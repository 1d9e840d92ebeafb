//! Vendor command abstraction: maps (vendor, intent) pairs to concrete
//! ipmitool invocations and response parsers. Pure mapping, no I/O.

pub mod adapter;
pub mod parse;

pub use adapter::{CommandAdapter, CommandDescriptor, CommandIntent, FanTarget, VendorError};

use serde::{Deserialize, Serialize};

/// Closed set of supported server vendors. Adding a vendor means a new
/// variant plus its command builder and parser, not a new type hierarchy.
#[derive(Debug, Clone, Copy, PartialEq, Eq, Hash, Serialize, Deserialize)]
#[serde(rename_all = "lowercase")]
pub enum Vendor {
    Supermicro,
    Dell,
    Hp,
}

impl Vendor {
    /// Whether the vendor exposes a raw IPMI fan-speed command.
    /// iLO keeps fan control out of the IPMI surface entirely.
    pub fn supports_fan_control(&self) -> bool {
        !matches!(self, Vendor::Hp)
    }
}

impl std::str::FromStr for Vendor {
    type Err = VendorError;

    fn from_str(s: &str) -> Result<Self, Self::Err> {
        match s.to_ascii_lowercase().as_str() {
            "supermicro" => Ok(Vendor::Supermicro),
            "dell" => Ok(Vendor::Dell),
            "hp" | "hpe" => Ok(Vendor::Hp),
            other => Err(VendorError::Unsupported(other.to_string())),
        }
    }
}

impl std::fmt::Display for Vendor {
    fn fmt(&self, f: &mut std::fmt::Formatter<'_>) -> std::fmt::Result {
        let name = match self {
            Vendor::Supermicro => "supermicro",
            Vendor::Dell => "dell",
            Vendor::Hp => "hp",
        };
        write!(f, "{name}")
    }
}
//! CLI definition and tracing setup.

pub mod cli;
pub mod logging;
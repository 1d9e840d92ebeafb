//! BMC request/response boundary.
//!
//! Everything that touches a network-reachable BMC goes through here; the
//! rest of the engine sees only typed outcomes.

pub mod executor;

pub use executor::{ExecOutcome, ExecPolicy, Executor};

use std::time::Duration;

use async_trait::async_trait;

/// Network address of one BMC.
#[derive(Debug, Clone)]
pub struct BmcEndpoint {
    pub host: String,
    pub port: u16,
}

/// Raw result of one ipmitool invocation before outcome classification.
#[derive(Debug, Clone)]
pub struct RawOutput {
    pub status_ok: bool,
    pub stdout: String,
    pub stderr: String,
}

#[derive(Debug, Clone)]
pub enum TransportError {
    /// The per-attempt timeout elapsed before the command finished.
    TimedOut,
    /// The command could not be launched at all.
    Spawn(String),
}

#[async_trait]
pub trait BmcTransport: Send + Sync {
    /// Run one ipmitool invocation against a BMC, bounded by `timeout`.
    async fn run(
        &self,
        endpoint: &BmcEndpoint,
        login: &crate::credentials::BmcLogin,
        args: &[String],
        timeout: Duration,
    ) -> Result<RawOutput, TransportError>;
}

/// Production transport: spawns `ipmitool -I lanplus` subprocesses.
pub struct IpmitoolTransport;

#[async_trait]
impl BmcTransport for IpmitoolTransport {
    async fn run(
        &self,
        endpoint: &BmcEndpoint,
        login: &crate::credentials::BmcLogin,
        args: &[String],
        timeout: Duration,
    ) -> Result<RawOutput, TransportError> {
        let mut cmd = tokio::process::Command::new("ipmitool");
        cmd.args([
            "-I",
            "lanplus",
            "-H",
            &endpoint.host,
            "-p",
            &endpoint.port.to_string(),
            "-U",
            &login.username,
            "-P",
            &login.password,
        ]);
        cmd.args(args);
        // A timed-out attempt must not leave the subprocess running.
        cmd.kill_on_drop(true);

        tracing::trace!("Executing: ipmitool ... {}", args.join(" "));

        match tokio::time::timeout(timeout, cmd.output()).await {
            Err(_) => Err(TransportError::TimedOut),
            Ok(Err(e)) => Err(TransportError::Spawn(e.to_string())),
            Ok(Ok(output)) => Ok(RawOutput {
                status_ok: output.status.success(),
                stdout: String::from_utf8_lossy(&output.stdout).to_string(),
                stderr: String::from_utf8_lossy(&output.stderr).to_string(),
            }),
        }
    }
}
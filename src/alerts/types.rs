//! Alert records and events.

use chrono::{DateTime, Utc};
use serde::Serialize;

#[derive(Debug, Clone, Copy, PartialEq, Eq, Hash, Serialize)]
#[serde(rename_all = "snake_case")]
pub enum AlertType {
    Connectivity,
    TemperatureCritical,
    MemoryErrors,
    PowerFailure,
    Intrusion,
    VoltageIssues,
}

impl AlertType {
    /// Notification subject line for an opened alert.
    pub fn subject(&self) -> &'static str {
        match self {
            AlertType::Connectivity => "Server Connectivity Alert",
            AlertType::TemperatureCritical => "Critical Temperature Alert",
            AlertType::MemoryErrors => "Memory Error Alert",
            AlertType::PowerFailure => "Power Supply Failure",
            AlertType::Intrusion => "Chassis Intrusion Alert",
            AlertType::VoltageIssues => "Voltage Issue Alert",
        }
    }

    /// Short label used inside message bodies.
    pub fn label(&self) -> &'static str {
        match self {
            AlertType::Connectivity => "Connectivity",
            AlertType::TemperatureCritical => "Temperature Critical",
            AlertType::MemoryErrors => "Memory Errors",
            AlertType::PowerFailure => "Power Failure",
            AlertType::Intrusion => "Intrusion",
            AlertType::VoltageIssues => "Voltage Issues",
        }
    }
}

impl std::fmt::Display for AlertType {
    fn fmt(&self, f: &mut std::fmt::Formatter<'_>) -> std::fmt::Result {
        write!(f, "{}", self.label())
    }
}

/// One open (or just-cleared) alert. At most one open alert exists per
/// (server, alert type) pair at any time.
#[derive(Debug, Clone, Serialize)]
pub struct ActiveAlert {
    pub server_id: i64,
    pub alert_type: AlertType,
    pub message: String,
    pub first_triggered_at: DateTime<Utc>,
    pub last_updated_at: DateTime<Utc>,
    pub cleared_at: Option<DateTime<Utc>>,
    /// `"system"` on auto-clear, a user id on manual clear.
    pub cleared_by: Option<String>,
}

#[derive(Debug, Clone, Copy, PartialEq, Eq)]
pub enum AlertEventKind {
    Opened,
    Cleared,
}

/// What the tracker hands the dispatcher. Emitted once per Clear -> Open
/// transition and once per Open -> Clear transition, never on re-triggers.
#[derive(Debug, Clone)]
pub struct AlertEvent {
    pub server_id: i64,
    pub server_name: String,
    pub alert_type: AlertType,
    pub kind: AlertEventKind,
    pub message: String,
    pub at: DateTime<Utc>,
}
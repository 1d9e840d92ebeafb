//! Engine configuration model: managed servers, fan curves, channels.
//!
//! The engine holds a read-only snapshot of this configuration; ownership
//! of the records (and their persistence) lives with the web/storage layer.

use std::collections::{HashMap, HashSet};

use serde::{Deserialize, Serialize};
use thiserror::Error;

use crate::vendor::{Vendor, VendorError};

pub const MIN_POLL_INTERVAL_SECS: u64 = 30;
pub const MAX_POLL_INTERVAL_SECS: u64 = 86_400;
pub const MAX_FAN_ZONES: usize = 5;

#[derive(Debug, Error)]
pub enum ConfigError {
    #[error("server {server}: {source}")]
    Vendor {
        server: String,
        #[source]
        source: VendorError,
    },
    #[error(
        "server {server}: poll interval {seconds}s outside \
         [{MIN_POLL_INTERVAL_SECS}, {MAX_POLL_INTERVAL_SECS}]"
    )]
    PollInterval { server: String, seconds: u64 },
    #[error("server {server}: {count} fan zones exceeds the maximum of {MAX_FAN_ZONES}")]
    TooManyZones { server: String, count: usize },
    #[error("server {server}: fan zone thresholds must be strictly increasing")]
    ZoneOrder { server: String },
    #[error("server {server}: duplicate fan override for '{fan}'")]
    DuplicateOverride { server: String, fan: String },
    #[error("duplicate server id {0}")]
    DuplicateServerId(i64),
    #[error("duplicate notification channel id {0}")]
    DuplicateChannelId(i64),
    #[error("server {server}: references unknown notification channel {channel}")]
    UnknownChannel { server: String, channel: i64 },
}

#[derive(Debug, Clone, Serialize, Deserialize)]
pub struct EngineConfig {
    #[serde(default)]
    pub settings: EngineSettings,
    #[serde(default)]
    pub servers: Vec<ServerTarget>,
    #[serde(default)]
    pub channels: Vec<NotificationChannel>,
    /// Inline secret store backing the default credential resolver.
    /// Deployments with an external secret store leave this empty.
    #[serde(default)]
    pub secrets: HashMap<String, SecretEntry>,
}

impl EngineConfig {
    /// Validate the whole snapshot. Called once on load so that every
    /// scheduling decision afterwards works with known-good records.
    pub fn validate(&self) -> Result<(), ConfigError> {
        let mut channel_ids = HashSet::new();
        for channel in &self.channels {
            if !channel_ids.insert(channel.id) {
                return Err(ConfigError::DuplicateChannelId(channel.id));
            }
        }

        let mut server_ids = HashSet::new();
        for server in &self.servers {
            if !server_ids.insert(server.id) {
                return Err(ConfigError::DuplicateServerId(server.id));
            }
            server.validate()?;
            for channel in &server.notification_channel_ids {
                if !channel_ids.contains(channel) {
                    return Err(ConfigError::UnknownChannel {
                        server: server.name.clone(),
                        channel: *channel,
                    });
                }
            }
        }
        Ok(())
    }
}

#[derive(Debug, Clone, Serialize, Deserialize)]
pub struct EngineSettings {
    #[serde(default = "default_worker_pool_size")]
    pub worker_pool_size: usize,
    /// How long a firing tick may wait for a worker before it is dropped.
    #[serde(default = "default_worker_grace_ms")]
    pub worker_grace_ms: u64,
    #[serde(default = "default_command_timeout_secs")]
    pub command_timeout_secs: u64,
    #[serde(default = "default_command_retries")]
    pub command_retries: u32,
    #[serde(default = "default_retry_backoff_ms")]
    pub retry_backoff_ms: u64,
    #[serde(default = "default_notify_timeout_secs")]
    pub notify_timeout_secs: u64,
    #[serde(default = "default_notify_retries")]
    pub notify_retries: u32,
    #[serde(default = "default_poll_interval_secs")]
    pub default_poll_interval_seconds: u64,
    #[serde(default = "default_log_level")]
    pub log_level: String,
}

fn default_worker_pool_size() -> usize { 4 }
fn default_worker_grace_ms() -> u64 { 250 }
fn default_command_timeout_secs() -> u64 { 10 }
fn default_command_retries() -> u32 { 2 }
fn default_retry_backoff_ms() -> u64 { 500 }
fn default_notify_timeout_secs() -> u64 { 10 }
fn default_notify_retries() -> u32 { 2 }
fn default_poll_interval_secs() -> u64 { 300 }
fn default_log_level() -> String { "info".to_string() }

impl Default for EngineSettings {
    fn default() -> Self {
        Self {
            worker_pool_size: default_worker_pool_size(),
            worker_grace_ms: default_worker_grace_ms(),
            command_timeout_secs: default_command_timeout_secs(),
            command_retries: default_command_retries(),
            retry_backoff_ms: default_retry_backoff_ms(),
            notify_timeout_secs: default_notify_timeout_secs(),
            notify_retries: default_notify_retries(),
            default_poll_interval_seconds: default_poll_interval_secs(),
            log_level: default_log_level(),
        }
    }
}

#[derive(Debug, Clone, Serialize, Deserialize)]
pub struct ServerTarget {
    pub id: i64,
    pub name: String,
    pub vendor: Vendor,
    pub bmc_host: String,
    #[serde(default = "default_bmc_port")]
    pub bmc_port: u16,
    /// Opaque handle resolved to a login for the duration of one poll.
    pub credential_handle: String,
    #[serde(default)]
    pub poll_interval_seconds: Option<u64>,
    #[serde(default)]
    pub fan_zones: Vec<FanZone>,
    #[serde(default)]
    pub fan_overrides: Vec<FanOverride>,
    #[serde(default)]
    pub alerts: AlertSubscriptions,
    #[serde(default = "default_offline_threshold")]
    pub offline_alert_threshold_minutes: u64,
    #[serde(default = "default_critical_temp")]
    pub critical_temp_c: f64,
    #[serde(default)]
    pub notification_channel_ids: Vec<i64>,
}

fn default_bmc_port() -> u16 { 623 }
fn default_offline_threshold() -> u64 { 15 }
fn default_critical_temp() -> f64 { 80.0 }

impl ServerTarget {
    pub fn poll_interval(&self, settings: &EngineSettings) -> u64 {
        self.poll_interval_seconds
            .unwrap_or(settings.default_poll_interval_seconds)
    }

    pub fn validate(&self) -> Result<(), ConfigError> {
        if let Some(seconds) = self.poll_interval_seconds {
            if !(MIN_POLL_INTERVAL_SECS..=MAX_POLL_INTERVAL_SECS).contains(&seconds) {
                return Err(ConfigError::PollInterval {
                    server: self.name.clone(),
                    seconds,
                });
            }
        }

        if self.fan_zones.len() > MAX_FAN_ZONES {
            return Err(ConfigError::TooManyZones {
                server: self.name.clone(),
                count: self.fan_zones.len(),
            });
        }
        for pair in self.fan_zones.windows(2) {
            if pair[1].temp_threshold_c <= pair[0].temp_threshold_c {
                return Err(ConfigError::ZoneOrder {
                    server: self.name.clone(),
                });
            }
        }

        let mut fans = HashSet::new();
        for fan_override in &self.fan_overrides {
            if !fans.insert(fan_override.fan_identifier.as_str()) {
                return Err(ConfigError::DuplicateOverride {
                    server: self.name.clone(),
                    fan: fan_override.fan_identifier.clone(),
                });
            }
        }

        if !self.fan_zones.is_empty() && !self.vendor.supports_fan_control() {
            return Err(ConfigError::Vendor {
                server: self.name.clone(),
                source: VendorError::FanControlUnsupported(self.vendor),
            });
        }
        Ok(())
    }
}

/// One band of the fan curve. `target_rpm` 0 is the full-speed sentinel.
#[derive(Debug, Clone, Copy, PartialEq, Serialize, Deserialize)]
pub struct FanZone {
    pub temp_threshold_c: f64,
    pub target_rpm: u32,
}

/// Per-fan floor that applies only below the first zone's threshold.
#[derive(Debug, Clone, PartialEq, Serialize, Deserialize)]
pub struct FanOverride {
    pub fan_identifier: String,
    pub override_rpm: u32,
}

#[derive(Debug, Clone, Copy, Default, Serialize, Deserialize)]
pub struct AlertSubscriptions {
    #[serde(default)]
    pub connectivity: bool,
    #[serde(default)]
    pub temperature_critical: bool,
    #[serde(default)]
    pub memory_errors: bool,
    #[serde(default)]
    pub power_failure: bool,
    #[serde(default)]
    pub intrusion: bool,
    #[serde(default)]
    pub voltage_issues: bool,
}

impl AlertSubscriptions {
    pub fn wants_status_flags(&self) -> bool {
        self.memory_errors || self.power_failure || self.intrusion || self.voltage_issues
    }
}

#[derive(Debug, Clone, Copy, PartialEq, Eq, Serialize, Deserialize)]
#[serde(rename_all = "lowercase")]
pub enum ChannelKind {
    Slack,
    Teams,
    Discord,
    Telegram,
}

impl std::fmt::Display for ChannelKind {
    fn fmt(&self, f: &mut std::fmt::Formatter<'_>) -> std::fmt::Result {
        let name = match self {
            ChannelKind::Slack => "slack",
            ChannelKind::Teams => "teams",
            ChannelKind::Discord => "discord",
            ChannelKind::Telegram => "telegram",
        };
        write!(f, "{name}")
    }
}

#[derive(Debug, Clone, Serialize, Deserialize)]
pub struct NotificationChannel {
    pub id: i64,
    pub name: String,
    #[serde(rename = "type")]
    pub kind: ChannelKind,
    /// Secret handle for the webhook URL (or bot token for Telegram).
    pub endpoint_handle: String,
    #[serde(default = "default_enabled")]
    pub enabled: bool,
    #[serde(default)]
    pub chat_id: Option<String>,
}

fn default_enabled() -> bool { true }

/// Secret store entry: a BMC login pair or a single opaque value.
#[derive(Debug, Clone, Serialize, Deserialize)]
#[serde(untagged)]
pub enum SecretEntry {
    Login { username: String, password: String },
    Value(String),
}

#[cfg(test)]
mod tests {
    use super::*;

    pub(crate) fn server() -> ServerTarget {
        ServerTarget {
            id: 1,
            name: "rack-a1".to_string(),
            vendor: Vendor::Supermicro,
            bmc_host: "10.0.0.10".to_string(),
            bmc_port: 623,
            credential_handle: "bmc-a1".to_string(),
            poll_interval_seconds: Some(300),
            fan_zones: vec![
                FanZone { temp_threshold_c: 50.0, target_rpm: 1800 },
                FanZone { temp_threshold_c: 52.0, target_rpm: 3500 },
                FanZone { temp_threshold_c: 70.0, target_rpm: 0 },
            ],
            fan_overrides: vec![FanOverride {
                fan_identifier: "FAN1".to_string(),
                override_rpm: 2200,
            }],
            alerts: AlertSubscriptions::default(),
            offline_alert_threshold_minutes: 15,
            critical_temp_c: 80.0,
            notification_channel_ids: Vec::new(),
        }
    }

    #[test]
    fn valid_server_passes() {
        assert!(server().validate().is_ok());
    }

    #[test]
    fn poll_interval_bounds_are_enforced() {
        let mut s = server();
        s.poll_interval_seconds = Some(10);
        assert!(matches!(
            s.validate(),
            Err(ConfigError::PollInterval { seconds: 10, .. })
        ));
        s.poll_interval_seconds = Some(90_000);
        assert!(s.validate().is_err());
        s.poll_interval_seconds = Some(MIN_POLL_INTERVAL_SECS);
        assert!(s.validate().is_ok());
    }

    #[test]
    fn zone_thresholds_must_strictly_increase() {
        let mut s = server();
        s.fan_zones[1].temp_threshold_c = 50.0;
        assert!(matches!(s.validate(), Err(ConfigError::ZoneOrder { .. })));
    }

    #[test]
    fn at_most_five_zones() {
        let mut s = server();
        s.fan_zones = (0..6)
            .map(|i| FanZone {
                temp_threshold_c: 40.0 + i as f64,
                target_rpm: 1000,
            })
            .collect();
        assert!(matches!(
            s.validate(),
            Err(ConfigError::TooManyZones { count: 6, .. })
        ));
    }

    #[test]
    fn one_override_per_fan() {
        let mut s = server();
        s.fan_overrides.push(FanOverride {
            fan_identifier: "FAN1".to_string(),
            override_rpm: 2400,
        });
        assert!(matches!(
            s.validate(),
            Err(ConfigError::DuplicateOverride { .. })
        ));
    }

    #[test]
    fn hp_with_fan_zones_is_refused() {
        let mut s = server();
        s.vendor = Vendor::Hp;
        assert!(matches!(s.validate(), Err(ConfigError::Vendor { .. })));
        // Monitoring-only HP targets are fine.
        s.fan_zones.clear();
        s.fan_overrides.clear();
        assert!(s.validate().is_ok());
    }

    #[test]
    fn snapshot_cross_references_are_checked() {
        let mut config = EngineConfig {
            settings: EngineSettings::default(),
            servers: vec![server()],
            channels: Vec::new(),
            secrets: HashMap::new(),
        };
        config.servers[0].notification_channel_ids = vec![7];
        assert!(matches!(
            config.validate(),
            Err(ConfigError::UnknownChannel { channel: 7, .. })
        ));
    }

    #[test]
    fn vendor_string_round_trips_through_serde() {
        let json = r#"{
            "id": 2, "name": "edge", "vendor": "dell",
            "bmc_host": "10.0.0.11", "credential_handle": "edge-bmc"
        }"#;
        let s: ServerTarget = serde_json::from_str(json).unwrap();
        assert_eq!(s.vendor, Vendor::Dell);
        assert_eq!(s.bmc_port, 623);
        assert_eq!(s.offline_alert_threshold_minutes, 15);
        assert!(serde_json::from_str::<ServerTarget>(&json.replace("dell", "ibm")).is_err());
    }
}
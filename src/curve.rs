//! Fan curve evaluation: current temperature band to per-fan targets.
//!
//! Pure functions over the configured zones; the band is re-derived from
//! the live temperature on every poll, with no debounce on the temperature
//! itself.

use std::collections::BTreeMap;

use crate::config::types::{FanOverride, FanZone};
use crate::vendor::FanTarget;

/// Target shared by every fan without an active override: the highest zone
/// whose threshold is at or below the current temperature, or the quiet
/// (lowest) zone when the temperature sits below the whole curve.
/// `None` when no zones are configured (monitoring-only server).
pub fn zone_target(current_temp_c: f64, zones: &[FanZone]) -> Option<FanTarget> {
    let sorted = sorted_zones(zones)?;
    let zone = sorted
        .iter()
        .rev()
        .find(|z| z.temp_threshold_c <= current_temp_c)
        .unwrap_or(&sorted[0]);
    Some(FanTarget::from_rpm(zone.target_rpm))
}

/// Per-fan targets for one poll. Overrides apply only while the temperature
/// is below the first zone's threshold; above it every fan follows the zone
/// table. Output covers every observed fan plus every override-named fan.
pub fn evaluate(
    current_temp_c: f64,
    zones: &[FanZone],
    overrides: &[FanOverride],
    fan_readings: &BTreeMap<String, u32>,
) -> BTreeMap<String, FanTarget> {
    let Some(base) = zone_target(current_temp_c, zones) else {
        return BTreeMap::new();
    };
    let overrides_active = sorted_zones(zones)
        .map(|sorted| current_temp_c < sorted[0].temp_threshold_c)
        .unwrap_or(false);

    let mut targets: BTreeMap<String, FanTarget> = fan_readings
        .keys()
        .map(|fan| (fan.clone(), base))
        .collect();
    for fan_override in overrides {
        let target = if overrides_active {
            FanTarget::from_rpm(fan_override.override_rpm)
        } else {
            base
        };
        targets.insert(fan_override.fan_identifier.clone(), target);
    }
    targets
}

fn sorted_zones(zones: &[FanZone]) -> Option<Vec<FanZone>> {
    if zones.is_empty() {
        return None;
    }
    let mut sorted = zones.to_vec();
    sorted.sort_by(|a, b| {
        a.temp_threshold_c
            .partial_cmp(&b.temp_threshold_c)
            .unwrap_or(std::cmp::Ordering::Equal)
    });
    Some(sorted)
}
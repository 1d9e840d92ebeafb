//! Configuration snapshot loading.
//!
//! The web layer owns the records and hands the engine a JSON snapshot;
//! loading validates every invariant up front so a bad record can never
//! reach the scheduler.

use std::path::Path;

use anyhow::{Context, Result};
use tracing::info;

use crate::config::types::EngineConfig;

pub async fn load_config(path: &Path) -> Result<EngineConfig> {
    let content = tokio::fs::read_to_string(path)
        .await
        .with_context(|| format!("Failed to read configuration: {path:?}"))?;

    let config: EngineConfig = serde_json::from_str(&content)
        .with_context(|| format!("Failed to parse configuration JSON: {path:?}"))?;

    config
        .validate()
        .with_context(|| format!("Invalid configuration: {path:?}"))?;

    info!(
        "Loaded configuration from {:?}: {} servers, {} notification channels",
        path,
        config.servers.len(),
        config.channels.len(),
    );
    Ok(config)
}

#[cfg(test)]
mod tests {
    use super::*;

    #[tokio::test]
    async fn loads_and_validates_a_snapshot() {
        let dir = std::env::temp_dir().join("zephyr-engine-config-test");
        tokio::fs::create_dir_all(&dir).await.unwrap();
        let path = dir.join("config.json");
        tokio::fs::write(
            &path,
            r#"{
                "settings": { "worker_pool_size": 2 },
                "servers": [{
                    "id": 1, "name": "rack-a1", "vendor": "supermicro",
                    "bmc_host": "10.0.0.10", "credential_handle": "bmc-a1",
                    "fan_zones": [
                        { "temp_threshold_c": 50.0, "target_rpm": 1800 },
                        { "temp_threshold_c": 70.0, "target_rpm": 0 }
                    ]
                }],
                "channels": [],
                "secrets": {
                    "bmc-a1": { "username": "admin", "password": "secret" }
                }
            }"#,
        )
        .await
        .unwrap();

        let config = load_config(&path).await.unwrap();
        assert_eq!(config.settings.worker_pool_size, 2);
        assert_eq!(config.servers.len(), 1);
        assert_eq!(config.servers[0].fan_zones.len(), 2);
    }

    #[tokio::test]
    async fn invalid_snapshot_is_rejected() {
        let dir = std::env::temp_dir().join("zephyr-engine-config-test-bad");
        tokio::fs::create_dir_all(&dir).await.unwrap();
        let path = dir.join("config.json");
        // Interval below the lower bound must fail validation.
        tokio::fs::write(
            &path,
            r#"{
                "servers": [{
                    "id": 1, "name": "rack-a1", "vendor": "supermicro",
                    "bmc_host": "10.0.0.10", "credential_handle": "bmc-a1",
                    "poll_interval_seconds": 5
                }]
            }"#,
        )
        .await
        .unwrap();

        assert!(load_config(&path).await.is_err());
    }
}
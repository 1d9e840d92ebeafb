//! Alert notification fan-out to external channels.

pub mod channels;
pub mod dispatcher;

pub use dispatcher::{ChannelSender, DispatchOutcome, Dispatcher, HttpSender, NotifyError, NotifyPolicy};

THE TASK> How many lines in this listing contain "bool"? Give that number and stop.

THE COMPLETED TASK> 11